(TASK TO COMPLETE) Please repeat exactly the lines below from the one containing "repository 0a2f287f72d9a4fa" down to the one containing "pub enum IdentityError", both included, and nothing else.

━━━━━ EXTRACTED MATERIAL

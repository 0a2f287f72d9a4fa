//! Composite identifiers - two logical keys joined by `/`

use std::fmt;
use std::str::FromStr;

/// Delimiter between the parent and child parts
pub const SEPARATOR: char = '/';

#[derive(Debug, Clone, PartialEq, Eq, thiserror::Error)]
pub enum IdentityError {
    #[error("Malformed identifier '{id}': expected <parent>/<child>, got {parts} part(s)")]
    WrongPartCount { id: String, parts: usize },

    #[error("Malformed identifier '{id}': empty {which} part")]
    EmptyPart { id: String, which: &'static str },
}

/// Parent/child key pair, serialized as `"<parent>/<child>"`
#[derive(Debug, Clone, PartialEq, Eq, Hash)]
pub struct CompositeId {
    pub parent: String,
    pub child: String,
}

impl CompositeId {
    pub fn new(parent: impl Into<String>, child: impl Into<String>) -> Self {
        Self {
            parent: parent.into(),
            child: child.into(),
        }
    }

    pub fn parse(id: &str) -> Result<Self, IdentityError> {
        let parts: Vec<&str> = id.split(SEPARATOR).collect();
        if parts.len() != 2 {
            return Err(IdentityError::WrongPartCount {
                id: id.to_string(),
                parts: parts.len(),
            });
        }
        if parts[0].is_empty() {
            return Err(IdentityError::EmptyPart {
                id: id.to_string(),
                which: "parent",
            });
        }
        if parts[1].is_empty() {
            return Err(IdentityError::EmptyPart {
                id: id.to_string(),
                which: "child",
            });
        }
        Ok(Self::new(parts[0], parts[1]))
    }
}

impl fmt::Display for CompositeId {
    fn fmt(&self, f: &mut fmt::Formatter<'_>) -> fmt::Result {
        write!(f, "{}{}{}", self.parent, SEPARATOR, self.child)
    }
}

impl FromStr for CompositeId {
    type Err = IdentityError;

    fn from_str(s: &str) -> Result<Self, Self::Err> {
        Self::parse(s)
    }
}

━━━━━━━━━━
━━━━━ EXTRACTED MATERIAL

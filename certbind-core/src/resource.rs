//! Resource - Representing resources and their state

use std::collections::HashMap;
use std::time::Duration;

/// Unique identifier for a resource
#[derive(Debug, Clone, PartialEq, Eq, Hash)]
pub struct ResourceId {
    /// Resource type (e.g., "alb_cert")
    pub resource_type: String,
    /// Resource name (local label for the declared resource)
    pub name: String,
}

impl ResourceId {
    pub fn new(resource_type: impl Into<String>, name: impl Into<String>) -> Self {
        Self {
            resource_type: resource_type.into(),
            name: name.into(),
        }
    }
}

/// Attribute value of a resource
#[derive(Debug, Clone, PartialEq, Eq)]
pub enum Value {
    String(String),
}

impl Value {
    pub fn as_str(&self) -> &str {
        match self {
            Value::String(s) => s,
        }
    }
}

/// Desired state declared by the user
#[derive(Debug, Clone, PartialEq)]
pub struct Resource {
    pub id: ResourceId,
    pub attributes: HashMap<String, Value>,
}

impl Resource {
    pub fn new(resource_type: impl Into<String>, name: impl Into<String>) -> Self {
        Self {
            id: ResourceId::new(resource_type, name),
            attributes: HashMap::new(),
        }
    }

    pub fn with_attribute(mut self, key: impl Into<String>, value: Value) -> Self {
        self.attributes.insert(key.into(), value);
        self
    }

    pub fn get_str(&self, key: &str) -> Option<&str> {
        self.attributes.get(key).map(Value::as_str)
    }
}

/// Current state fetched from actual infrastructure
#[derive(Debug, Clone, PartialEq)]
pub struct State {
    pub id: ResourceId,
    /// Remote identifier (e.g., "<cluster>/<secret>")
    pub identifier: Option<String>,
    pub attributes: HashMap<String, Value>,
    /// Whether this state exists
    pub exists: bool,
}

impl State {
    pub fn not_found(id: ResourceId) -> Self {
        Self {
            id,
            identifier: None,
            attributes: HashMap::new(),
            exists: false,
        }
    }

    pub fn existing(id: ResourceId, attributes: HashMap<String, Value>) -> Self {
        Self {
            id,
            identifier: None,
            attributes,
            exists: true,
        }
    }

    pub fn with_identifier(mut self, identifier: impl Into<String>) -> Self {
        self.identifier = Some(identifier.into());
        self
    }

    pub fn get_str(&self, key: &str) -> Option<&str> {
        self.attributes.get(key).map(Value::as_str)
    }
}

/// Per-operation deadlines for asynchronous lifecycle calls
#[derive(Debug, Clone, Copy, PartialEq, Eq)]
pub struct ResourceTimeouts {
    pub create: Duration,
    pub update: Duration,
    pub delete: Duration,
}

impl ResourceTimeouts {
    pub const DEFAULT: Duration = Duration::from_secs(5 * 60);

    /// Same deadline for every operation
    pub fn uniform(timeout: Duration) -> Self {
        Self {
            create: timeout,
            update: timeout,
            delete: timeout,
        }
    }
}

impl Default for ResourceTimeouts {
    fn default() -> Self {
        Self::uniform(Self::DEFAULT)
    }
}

━━━━━━━━━━
━━━━━ EXTRACTED MATERIAL

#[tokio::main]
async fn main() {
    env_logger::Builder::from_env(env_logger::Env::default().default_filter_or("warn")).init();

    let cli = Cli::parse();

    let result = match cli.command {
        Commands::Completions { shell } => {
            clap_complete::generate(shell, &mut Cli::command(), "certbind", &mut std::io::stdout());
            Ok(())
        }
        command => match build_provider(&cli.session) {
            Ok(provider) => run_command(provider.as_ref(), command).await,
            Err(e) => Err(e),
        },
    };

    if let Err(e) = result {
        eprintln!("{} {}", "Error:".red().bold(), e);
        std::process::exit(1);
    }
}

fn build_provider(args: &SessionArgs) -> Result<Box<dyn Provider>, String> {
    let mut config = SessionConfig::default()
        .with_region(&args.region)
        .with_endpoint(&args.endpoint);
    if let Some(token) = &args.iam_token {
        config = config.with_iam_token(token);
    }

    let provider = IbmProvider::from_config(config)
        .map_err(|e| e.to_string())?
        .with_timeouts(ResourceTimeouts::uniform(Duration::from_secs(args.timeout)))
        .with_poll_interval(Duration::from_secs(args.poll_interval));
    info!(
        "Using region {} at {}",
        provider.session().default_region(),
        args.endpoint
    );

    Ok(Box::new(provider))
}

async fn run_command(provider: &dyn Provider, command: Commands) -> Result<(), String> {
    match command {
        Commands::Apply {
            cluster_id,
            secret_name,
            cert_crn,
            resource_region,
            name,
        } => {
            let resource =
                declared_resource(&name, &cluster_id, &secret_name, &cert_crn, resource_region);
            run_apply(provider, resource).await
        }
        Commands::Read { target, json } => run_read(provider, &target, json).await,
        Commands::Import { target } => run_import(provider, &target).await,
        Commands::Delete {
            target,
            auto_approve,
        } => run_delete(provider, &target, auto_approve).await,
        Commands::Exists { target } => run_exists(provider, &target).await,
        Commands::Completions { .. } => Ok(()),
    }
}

━━━━━━━━━━

(SOLUTION TO THE PROBLEM)
repository 0a2f287f72d9a4fa
//! Composite identifiers - two logical keys joined by `/`

use std::fmt;
use std::str::FromStr;

/// Delimiter between the parent and child parts
pub const SEPARATOR: char = '/';

#[derive(Debug, Clone, PartialEq, Eq, thiserror::Error)]
pub enum IdentityError {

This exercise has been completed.